Liberal-fascist statists are in control of the federal government. News note: Ditto
vis-à-vis most of America’s
large cities, northeastern and west-coast states. All have an abiding interest and motivation
to grow government. But, that’s not what’s
being discussed herein.
The United States federal government has become so large, so
bureaucratic and so entropic, that it is unmanageable, unleadable, and uncontrollable. No U.S. president will be capable of
reorganizing and shrinking the huge government bureaucracy. Picture an untethered barge, slowly floating
downriver. The new prexy jumps aboard
and tries to stop it. The hundreds of tons
of barge have momentum. The river, which always flows downhill, is with the barge. The couple-hundred-pound super-conservative
prexy has no chance.
The Founders created a federal government which was to be
small, focused on its extremely-limited enumerated powers, and be less than one
single percent of the U.S. economy, most of that the nation’s defense. Erosion of the rule of law commenced in
1789. Since the Wilson administration in
the 19-teens, the
Constitution has had the shelf-life of a New Year’s
resolution. Three-quarters of the
federal government is now unconstitutional and that government is now
twenty-five times what was intended and designed.

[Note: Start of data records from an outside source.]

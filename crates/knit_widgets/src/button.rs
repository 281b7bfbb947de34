//! Button widget
//!
//! A button is a framed caption with a two-state press machine, polled once
//! per frame:
//!
//! | state   | pointer | input                          | next    | effect    |
//! |---------|---------|--------------------------------|---------|-----------|
//! | any     | outside | -                              | idle    | -         |
//! | idle    | inside  | left button just pressed       | pressed | -         |
//! | idle    | inside  | otherwise                      | idle    | -         |
//! | pressed | inside  | left button held               | pressed | -         |
//! | pressed | inside  | left button just released      | idle    | on_click  |
//! | pressed | inside  | neither held nor just released | pressed | -         |
//!
//! Leaving the button while pressed cancels the click. A hovered button
//! consumes input whatever its state.

use std::fmt;

use knit_core::Rect;
use knit_platform::{MouseButton, PointerInput};

use crate::painter::Painter;
use crate::text::{HorizontalAlign, VerticalAlign};

type ClickHandler = Box<dyn FnMut(&mut Button)>;

/// Interaction state of a [`Button`]
#[derive(Clone, Copy, Debug, Default, PartialEq, Eq, Hash)]
pub enum ButtonState {
    #[default]
    Idle,
    Pressed,
}

pub struct Button {
    region: Rect,
    text: String,
    on_click: Option<ClickHandler>,
    state: ButtonState,
}

impl Button {
    /// Create an idle button with no callback
    pub fn new(region: Rect, text: impl Into<String>) -> Self {
        Self {
            region,
            text: text.into(),
            on_click: None,
            state: ButtonState::Idle,
        }
    }

    /// Set the click callback. It runs synchronously inside
    /// [`handle_input`](Self::handle_input) and may modify the button.
    pub fn on_click<F: FnMut(&mut Button) + 'static>(mut self, callback: F) -> Self {
        self.on_click = Some(Box::new(callback));
        self
    }

    /// Replace the click callback in place. Called from inside a running
    /// callback, the new handler takes effect from the next click.
    pub fn set_on_click<F: FnMut(&mut Button) + 'static>(&mut self, callback: F) {
        self.on_click = Some(Box::new(callback));
    }

    /// Region relative to the parent's region
    pub fn region(&self) -> Rect {
        self.region
    }

    /// Caption drawn centered in the button
    pub fn text(&self) -> &str {
        &self.text
    }

    pub fn set_text(&mut self, text: impl Into<String>) {
        self.text = text.into();
    }

    /// Current press state
    pub fn state(&self) -> ButtonState {
        self.state
    }

    pub fn is_pressed(&self) -> bool {
        self.state == ButtonState::Pressed
    }

    /// Advance the press machine for this frame. Returns true while the
    /// pointer is over the button.
    pub fn handle_input(&mut self, input: &dyn PointerInput, region: Rect) -> bool {
        let r = Rect::absolute(self.region, region);
        if !r.contains(input.cursor_position()) {
            if self.is_pressed() {
                tracing::trace!(text = %self.text, "press cancelled: pointer left button");
            }
            self.state = ButtonState::Idle;
            return false;
        }

        match self.state {
            ButtonState::Pressed => {
                if input.is_button_pressed(MouseButton::Left)
                    || !input.is_button_just_released(MouseButton::Left)
                {
                    return true;
                }
                self.state = ButtonState::Idle;
                self.click();
            }
            ButtonState::Idle => {
                if input.is_button_just_pressed(MouseButton::Left) {
                    tracing::trace!(text = %self.text, "button pressed");
                    self.state = ButtonState::Pressed;
                }
            }
        }
        true
    }

    fn click(&mut self) {
        tracing::debug!(text = %self.text, "button clicked");
        if let Some(mut callback) = self.on_click.take() {
            callback(self);
            // A handler installed by the callback wins
            if self.on_click.is_none() {
                self.on_click = Some(callback);
            }
        }
    }

    /// Draw the nine-patch frame and the caption
    pub fn draw(&self, painter: &mut Painter<'_>, region: Rect) {
        let r = Rect::absolute(self.region, region);
        if r.is_empty() {
            tracing::trace!(region = %r, "skipping empty button");
            return;
        }
        painter.button_frame(r);
        painter.text(&self.text, r, HorizontalAlign::Center, VerticalAlign::Middle);
    }
}

impl fmt::Debug for Button {
    fn fmt(&self, f: &mut fmt::Formatter<'_>) -> fmt::Result {
        f.debug_struct("Button")
            .field("region", &self.region)
            .field("text", &self.text)
            .field("state", &self.state)
            .field("on_click", &self.on_click.is_some())
            .finish()
    }
}

#[cfg(test)]
mod tests {
    use super::*;
    use crate::test_util::{pointer_at, Fixture};
    use knit_core::{DrawCommand, Point};
    use knit_platform::PointerState;
    use std::cell::Cell;
    use std::rc::Rc;

    const SCREEN: Rect = Rect {
        min: Point { x: 0, y: 0 },
        max: Point { x: 320, y: 240 },
    };

    fn counting_button(count: &Rc<Cell<u32>>) -> Button {
        let count = Rc::clone(count);
        Button::new(Rect::from_xywh(10, 10, 80, 24), "OK")
            .on_click(move |_| count.set(count.get() + 1))
    }

    /// One polled frame: apply `f` to the pointer, poll, then end the frame
    fn frame(
        button: &mut Button,
        pointer: &mut PointerState,
        f: impl FnOnce(&mut PointerState),
    ) -> bool {
        f(pointer);
        let consumed = button.handle_input(pointer, SCREEN);
        pointer.end_frame();
        consumed
    }

    #[test]
    fn test_press_release_inside_clicks_once() {
        let count = Rc::new(Cell::new(0));
        let mut button = counting_button(&count);
        let mut pointer = pointer_at(20, 20);

        assert!(frame(&mut button, &mut pointer, |p| p.press(MouseButton::Left)));
        assert_eq!(button.state(), ButtonState::Pressed);

        assert!(frame(&mut button, &mut pointer, |_| {}));
        assert_eq!(button.state(), ButtonState::Pressed);
        assert_eq!(count.get(), 0);

        assert!(frame(&mut button, &mut pointer, |p| p.release(MouseButton::Left)));
        assert_eq!(button.state(), ButtonState::Idle);
        assert_eq!(count.get(), 1);

        // Nothing further happens on later frames
        frame(&mut button, &mut pointer, |_| {});
        assert_eq!(count.get(), 1);
    }

    #[test]
    fn test_leaving_before_release_cancels() {
        let count = Rc::new(Cell::new(0));
        let mut button = counting_button(&count);
        let mut pointer = pointer_at(20, 20);

        frame(&mut button, &mut pointer, |p| p.press(MouseButton::Left));
        assert!(button.is_pressed());

        let consumed = frame(&mut button, &mut pointer, |p| p.move_to(Point::new(200, 200)));
        assert!(!consumed);
        assert_eq!(button.state(), ButtonState::Idle);

        frame(&mut button, &mut pointer, |p| {
            p.move_to(Point::new(20, 20));
            p.release(MouseButton::Left);
        });
        assert_eq!(count.get(), 0);
        assert_eq!(button.state(), ButtonState::Idle);
    }

    #[test]
    fn test_pointer_leaving_window_cancels_press() {
        use knit_platform::{InputEvent, MouseEvent};

        let count = Rc::new(Cell::new(0));
        let mut button = counting_button(&count);
        let mut pointer = pointer_at(20, 20);

        frame(&mut button, &mut pointer, |p| p.press(MouseButton::Left));
        let consumed = frame(&mut button, &mut pointer, |p| {
            p.handle_event(&InputEvent::Mouse(MouseEvent::Left))
        });
        assert!(!consumed);
        assert_eq!(button.state(), ButtonState::Idle);

        frame(&mut button, &mut pointer, |p| {
            p.move_to(Point::new(20, 20));
            p.release(MouseButton::Left);
        });
        assert_eq!(count.get(), 0);
    }

    #[test]
    fn test_press_outside_then_release_inside_does_not_click() {
        let count = Rc::new(Cell::new(0));
        let mut button = counting_button(&count);
        let mut pointer = pointer_at(200, 200);

        frame(&mut button, &mut pointer, |p| p.press(MouseButton::Left));
        frame(&mut button, &mut pointer, |p| p.move_to(Point::new(20, 20)));
        assert_eq!(button.state(), ButtonState::Idle);
        frame(&mut button, &mut pointer, |p| p.release(MouseButton::Left));

        assert_eq!(count.get(), 0);
    }

    #[test]
    fn test_stale_press_stays_pressed() {
        let count = Rc::new(Cell::new(0));
        let mut button = counting_button(&count);
        let mut pointer = pointer_at(20, 20);

        // Press and release inside the same frame: the release edge is gone by
        // the next poll, so the button keeps its press without firing
        frame(&mut button, &mut pointer, |p| {
            p.press(MouseButton::Left);
            p.release(MouseButton::Left);
        });
        assert!(button.is_pressed());

        assert!(frame(&mut button, &mut pointer, |_| {}));
        assert!(button.is_pressed());
        assert_eq!(count.get(), 0);
    }

    #[test]
    fn test_hover_consumes_input_regardless_of_state() {
        let mut button = Button::new(Rect::from_xywh(10, 10, 80, 24), "OK");
        let region = Rect::from_xywh(100, 100, 200, 200);

        // Absolute region is (110,110)-(190,134)
        assert!(button.handle_input(&pointer_at(110, 110), region));
        assert!(button.handle_input(&pointer_at(189, 133), region));
        assert!(!button.handle_input(&pointer_at(109, 120), region));
        assert!(!button.handle_input(&pointer_at(190, 120), region));
        assert!(!button.handle_input(&pointer_at(20, 20), region));

        let mut held = pointer_at(150, 120);
        held.press(MouseButton::Left);
        assert!(button.handle_input(&held, region));
        assert!(button.is_pressed());
        held.end_frame();
        assert!(button.handle_input(&held, region));
    }

    #[test]
    fn test_right_button_is_ignored() {
        let mut button = Button::new(Rect::from_xywh(0, 0, 10, 10), "R");
        let mut pointer = pointer_at(5, 5);
        pointer.press(MouseButton::Right);

        assert!(button.handle_input(&pointer, SCREEN));
        assert!(!button.is_pressed());
    }

    #[test]
    fn test_callback_can_modify_button() {
        let mut button = Button::new(Rect::from_xywh(0, 0, 50, 20), "0").on_click(|b| {
            let n: u32 = b.text().parse().unwrap_or(0);
            b.set_text((n + 1).to_string());
        });
        let mut pointer = pointer_at(5, 5);

        for _ in 0..3 {
            frame(&mut button, &mut pointer, |p| p.press(MouseButton::Left));
            frame(&mut button, &mut pointer, |p| p.release(MouseButton::Left));
        }

        assert_eq!(button.text(), "3");
    }

    #[test]
    fn test_callback_can_replace_itself() {
        let log = Rc::new(std::cell::RefCell::new(Vec::new()));
        let first = Rc::clone(&log);
        let mut button = Button::new(Rect::from_xywh(0, 0, 50, 20), "once").on_click(move |b| {
            first.borrow_mut().push("first");
            let second = Rc::clone(&first);
            b.set_on_click(move |_| second.borrow_mut().push("second"));
        });
        let mut pointer = pointer_at(5, 5);

        for _ in 0..3 {
            frame(&mut button, &mut pointer, |p| p.press(MouseButton::Left));
            frame(&mut button, &mut pointer, |p| p.release(MouseButton::Left));
        }

        assert_eq!(*log.borrow(), ["first", "second", "second"]);
    }

    #[test]
    fn test_set_on_click_outside_callback() {
        let count = Rc::new(Cell::new(0));
        let mut button = Button::new(Rect::from_xywh(0, 0, 50, 20), "late");
        let c = Rc::clone(&count);
        button.set_on_click(move |_| c.set(c.get() + 10));
        let mut pointer = pointer_at(5, 5);

        frame(&mut button, &mut pointer, |p| p.press(MouseButton::Left));
        frame(&mut button, &mut pointer, |p| p.release(MouseButton::Left));
        assert_eq!(count.get(), 10);
    }

    #[test]
    fn test_click_without_callback() {
        let mut button = Button::new(Rect::from_xywh(0, 0, 50, 20), "noop");
        let mut pointer = pointer_at(5, 5);

        frame(&mut button, &mut pointer, |p| p.press(MouseButton::Left));
        assert!(frame(&mut button, &mut pointer, |p| p.release(MouseButton::Left)));
        assert_eq!(button.state(), ButtonState::Idle);
    }

    #[test]
    fn test_draw_frame_then_centered_caption() {
        let mut fx = Fixture::new();
        let texture = fx.texture.image();
        let button = Button::new(Rect::from_xywh(10, 10, 80, 24), "OK");

        let commands = fx.paint(|p| button.draw(p, Rect::from_xywh(100, 0, 200, 200)));

        assert_eq!(commands.len(), 10);
        assert!(commands[..9]
            .iter()
            .all(|c| matches!(c, DrawCommand::DrawImage { image, .. } if *image == texture)));
        match &commands[9] {
            DrawCommand::DrawText { text, origin, .. } => {
                assert_eq!(text, "OK");
                // (110,10)-(190,34): 12px caption centered
                assert_eq!(*origin, Point::new(110 + 34, 10 + 6 + 10));
            }
            other => panic!("expected caption, got {other:?}"),
        }
    }

    #[test]
    fn test_degenerate_button_draws_nothing() {
        let mut fx = Fixture::new();
        let button = Button::new(Rect::from_xywh(0, 0, 80, 0), "flat");

        let commands = fx.paint(|p| button.draw(p, SCREEN));
        assert!(commands.is_empty());
    }
}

Today’s federal government is, maybe, five-to-ten times a
size which might be reformed, reorganized, and shrunk from within. Nothing can stop government’s bureaucratization
and entropy, but a total overthrow from the outside. A Ronald Reagan president and with the Gingrich-led
congress of 1995-96 couldn’t turn this
barge of state around. We could
hand-pick the entire Executive Branch, replacements for 435 congressmen,
replacements for 100 senators, impeach judges and justices wholesale, and the
barge would still continue to roll down the river.

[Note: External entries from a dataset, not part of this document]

//! Integer geometry
//!
//! Regions are half-open: `min` is inside the rectangle, `max` is not.

use std::fmt;

/// A point in integer pixel coordinates
#[derive(Clone, Copy, Debug, Default, PartialEq, Eq, Hash)]
pub struct Point {
    pub x: i32,
    pub y: i32,
}

impl Point {
    pub const ZERO: Point = Point { x: 0, y: 0 };

    pub const fn new(x: i32, y: i32) -> Self {
        Self { x, y }
    }

    /// Offset the point by a delta
    pub const fn offset(self, dx: i32, dy: i32) -> Self {
        Self {
            x: self.x + dx,
            y: self.y + dy,
        }
    }
}

impl From<(i32, i32)> for Point {
    fn from((x, y): (i32, i32)) -> Self {
        Self { x, y }
    }
}

impl fmt::Display for Point {
    fn fmt(&self, f: &mut fmt::Formatter<'_>) -> fmt::Result {
        write!(f, "({},{})", self.x, self.y)
    }
}

/// An axis-aligned integer rectangle
///
/// Used both for widget-local regions and, after [`Rect::absolute`], for
/// screen-space regions. A rectangle with zero width or height is empty and
/// drawing into it does nothing.
#[derive(Clone, Copy, Debug, Default, PartialEq, Eq, Hash)]
pub struct Rect {
    pub min: Point,
    pub max: Point,
}

impl Rect {
    pub const ZERO: Rect = Rect {
        min: Point::ZERO,
        max: Point::ZERO,
    };

    /// Create a rectangle from two corners, swapping coordinates as needed
    /// so that `min <= max` on both axes.
    pub fn new(x0: i32, y0: i32, x1: i32, y1: i32) -> Self {
        Self {
            min: Point::new(x0.min(x1), y0.min(y1)),
            max: Point::new(x0.max(x1), y0.max(y1)),
        }
    }

    /// Create a rectangle from an origin and a size
    pub fn from_xywh(x: i32, y: i32, width: i32, height: i32) -> Self {
        Self::new(x, y, x + width, y + height)
    }

    pub fn x(&self) -> i32 {
        self.min.x
    }

    pub fn y(&self) -> i32 {
        self.min.y
    }

    pub fn width(&self) -> i32 {
        self.max.x - self.min.x
    }

    pub fn height(&self) -> i32 {
        self.max.y - self.min.y
    }

    /// Width and height as a pair
    pub fn size(&self) -> (i32, i32) {
        (self.width(), self.height())
    }

    /// Whether the rectangle covers no pixels
    pub fn is_empty(&self) -> bool {
        self.width() <= 0 || self.height() <= 0
    }

    /// Half-open containment test: `min <= p < max`
    pub fn contains(&self, point: Point) -> bool {
        self.min.x <= point.x
            && point.x < self.max.x
            && self.min.y <= point.y
            && point.y < self.max.y
    }

    /// Offset the rect by a delta
    pub fn offset(&self, dx: i32, dy: i32) -> Self {
        Rect {
            min: self.min.offset(dx, dy),
            max: self.max.offset(dx, dy),
        }
    }

    /// Translate a relative region into the coordinate space of `origin`.
    ///
    /// The result starts at `origin.min + relative.min` and keeps the size of
    /// `relative`; it is not clipped to `origin`.
    pub fn absolute(relative: Rect, origin: Rect) -> Rect {
        let x = origin.min.x + relative.min.x;
        let y = origin.min.y + relative.min.y;
        Rect::from_xywh(x, y, relative.width(), relative.height())
    }
}

impl fmt::Display for Rect {
    fn fmt(&self, f: &mut fmt::Formatter<'_>) -> fmt::Result {
        write!(f, "{}-{}", self.min, self.max)
    }
}

#[cfg(test)]
mod tests {
    use super::*;

    #[test]
    fn test_rect_canonicalizes_corners() {
        let r = Rect::new(10, 20, 0, 5);
        assert_eq!(r.min, Point::new(0, 5));
        assert_eq!(r.max, Point::new(10, 20));
        assert_eq!(r.size(), (10, 15));
    }

    #[test]
    fn test_rect_contains_is_half_open() {
        let r = Rect::from_xywh(0, 0, 10, 10);
        assert!(r.contains(Point::new(0, 0)));
        assert!(r.contains(Point::new(9, 9)));
        assert!(!r.contains(Point::new(10, 5)));
        assert!(!r.contains(Point::new(5, 10)));
        assert!(!r.contains(Point::new(-1, 5)));
    }

    #[test]
    fn test_empty_rect() {
        assert!(Rect::from_xywh(5, 5, 0, 10).is_empty());
        assert!(Rect::from_xywh(5, 5, 10, 0).is_empty());
        assert!(!Rect::from_xywh(5, 5, 1, 1).is_empty());
        // Nothing is inside an empty rect
        assert!(!Rect::from_xywh(5, 5, 0, 10).contains(Point::new(5, 5)));
    }

    #[test]
    fn test_absolute_region() {
        let parent = Rect::from_xywh(100, 50, 300, 200);
        let child = Rect::from_xywh(10, 20, 80, 24);

        let abs = Rect::absolute(child, parent);
        assert_eq!(abs, Rect::from_xywh(110, 70, 80, 24));

        // Not clipped against the parent
        let overflowing = Rect::from_xywh(280, 0, 100, 10);
        assert_eq!(
            Rect::absolute(overflowing, parent),
            Rect::from_xywh(380, 50, 100, 10)
        );
    }
}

I think that most politicians, once elected and sworn in
(albeit with fingers crossed and having a Pinocchio moment), come to see and understand
this. Then, elected officials do what’s
best . . . for government and for their continuation as part of it. Explain Senator Lieberman, the
Independent. Explain Arlen Specter. Explain McCain-Feingold. Explain recent rulings on eminent
domain. Explain why and how defeated
incumbents pop back up as lobbyists, political appointments or government
bureaucrats.
Nothing can stop government’s bureaucratization and entropy,
but a total overthrow from the outside. The United States of America has never had a
civil war. Yes, every single one of the
government-school history textbooks is wrong.
Back almost 150 years ago, the Confederacy didn’t fight to oust the bums
in power and take over the federal government.
They fought to secede from the bums and get out . . . and lost. In this the 21st century, civil
wars and coups happen in banana republics, but do you really see that happening
in the USA? Really?
"The American people will never knowingly adopt socialism, but under the name of liberalism they will adopt every fragment of the socialist program until one day America will be a socialist nation without ever knowing how it happened." (Norman Thomas [1938], six-time Socialist Party of America candidate for President)
"For the saddest epitaph which can be carved in memory of a vanished liberty is that it was lost because its possessors failed to stretch forth a saving hand while yet there was time." (Justice George Sutherland [1938])
"When the people fear the government, there is tyranny. When the government fears the people, there is liberty." (Thomas Jefferson)
Americans have and continue to adopt the fragments. Most stretch forth a hand, but with palm up. Even the most-conservative patriots have come now to fear the government. Enlightened self-interest has made government partners of General Electric, most of Wall Street, even WalMart. They're employing negative entropy, re-inventing themselves, adapting to the new reality. JFK once said at one of those legendary Saturday touch football games at Hyannisport, "You know why we'll play by my rules? Because it's my ball." Big business knows who has the ball.